Abstract

This article contributes to the emerging body of knowledge on the role of the private sector in knowledge brokering in international development because very little is known about the role of the private sector. It attempts to validate the findings of the only literature review to date (Kiwanuka et al, In Press) on the subject and other literature on knowledge brokering by consulting international experts in the field of knowledge brokering, identifying policy and research implications. The conceptual lens employed is the ‘extended’ Glegg and Hoens’ (2016) meta-framework of knowledge brokering, in combination with the cognitive, relational and structural aspects of social capital (Nahapiet and Ghoshal 1998). An online questionnaire survey was distributed to international experts in both the private, public and civil society sectors with some 203 respondents. The questions were developed on the basis of the literature. Respondents from the private sector and their colleagues from the public sector and civil society placed considerable emphasis on opportunities to meet, the existence of personal relationships and brokering by third parties as catalysts to working with the private sector. In addition to developing recommendations for policymakers, the paper has added to the emerging body of academic knowledge on the private sector as an unusual suspect in knowledge brokering and provides a conceptual framework linking social capital to knowledge brokering roles. Policymakers and funders can facilitate cooperation between the private sector and other development actors by creating physical spaces and funding instruments to encourage collaboration with the private sector.
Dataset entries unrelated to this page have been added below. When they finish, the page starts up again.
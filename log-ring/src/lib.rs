//! Bounded in-memory log sink shared by all components.
//!
//! Every `tracing` event that passes through the subscriber is formatted and
//! pushed into a fixed-capacity ring. When the ring is full the oldest line
//! is dropped; producers never block beyond a short mutex hold. The HTTP
//! `/api/logs` view reads recent history from here without touching disk.

use std::collections::VecDeque;
use std::fmt::Write as _;
use std::sync::{Arc, Mutex};

use tracing::field::{Field, Visit};
use tracing::{Event, Subscriber};
use tracing_subscriber::layer::Context;
use tracing_subscriber::Layer;

/// Default ring capacity (lines)
pub const DEFAULT_CAPACITY: usize = 1000;

/// Shared, bounded ring of formatted log lines
#[derive(Clone)]
pub struct LogRing {
    inner: Arc<Mutex<VecDeque<String>>>,
    capacity: usize,
}

impl LogRing {
    pub fn new(capacity: usize) -> Self {
        Self {
            inner: Arc::new(Mutex::new(VecDeque::with_capacity(capacity))),
            capacity,
        }
    }

    /// Append a line, evicting the oldest when full
    pub fn push(&self, line: String) {
        let mut buf = match self.inner.lock() {
            Ok(buf) => buf,
            Err(poisoned) => poisoned.into_inner(),
        };
        if buf.len() == self.capacity {
            buf.pop_front();
        }
        buf.push_back(line);
    }

    /// Copy out the last `n` lines, oldest first
    pub fn tail(&self, n: usize) -> Vec<String> {
        let buf = match self.inner.lock() {
            Ok(buf) => buf,
            Err(poisoned) => poisoned.into_inner(),
        };
        let skip = buf.len().saturating_sub(n);
        buf.iter().skip(skip).cloned().collect()
    }

    pub fn len(&self) -> usize {
        match self.inner.lock() {
            Ok(buf) => buf.len(),
            Err(poisoned) => poisoned.into_inner().len(),
        }
    }

    pub fn is_empty(&self) -> bool {
        self.len() == 0
    }
}

impl Default for LogRing {
    fn default() -> Self {
        Self::new(DEFAULT_CAPACITY)
    }
}

/// `tracing` layer that mirrors every event into a [`LogRing`]
pub struct RingLayer {
    ring: LogRing,
}

impl RingLayer {
    pub fn new(ring: LogRing) -> Self {
        Self { ring }
    }
}

impl<S: Subscriber> Layer<S> for RingLayer {
    fn on_event(&self, event: &Event<'_>, _ctx: Context<'_, S>) {
        let mut visitor = MessageVisitor::default();
        event.record(&mut visitor);

        let meta = event.metadata();
        let line = format!(
            "{} {:5} {}: {}{}",
            chrono::Local::now().format("%Y-%m-%d %H:%M:%S%.3f"),
            meta.level(),
            meta.target(),
            visitor.message,
            visitor.fields
        );
        self.ring.push(line);
    }
}

/// Collects the `message` field plus any structured fields into one line
#[derive(Default)]
struct MessageVisitor {
    message: String,
    fields: String,
}

impl Visit for MessageVisitor {
    fn record_debug(&mut self, field: &Field, value: &dyn std::fmt::Debug) {
        if field.name() == "message" {
            let _ = write!(self.message, "{:?}", value);
        } else {
            let _ = write!(self.fields, " {}={:?}", field.name(), value);
        }
    }

    fn record_str(&mut self, field: &Field, value: &str) {
        if field.name() == "message" {
            self.message.push_str(value);
        } else {
            let _ = write!(self.fields, " {}={}", field.name(), value);
        }
    }
}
One of the novel findings is that the public sector needs to be better prepared to collaborate with the private sector.

Highlights

  • One of the key challenges facing the field of international development is knowledge brokering between the domains of practice, policy and research and across organizations to improve the evidence-base for development policymaking, programmes and projects

  • We address the following research questions: How does the understanding of these experts compare to the findings in the literature, how do the experiences and opinions of actors from the private and other sectors differ, and what appear to the main barriers to collaboration in knowledge brokering for international development?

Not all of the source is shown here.